= What you are asked to do =
Your answer should be the line that contains "const AUTOSENSE_RETRIES: u32 = 16;" and each line after it, restated word for word through the final line of the entries.

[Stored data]
•••••

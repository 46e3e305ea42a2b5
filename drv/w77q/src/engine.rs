// This Source Code Form is subject to the terms of the Mozilla Public
// License, v. 2.0. If a copy of the MPL was not distributed with this
// file, You can obtain one at https://mozilla.org/MPL/2.0/.

//! The secure engine facade: the public operation set.
//!
//! Operations validate arguments and driver state, then lean on the
//! secure command processor for the wire work. Flows that acquire a
//! session release it on every path, including errors.

use crate::bus::BusInterface;
use crate::crypto;
use crate::transport::{Platform, Trace};
use crate::SecureFlash;
use drv_w77q_api::{
    key_is_valid, BusFormat, BusMode, DeviceConfig, DeviceId, DeviceSetup, EraseType, HwVersion,
    HwVerReg, IntegrityCheck, Key, KeyId, Notifications, OpenMode, PowerState, ResetStatus, Scr,
    SectionConfig, SectionInfo, SectionPolicy, SessionAccess, SignedDataType, Smr, Ssr,
    SsrErrors, StdAddrSize, StdHwVersion, Swap, SyncState, W77qError, WatchdogConfig,
    WatchdogThreshold, DMC_EOL_THRESHOLD, FLASH_SIZE, MIN_STD_ADDR_BITS, NUM_SECTIONS,
    SECTION_ALIGNMENT, SECTOR_SIZE, TC_RESET_THRESHOLD,
};
use num_traits::FromPrimitive;

/// Autosense is retried this many times while the device still looks
/// disconnected; it may simply be busy finishing a power-on operation.
const AUTOSENSE_RETRIES: u32 = 16;

/// Post-reset poll budget while the secure module comes up.
const RESET_READY_POLLS: u32 = 100_000;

•••••

= Answer box =
const AUTOSENSE_RETRIES: u32 = 16;

/// Post-reset poll budget while the secure module comes up.
const RESET_READY_POLLS: u32 = 100_000;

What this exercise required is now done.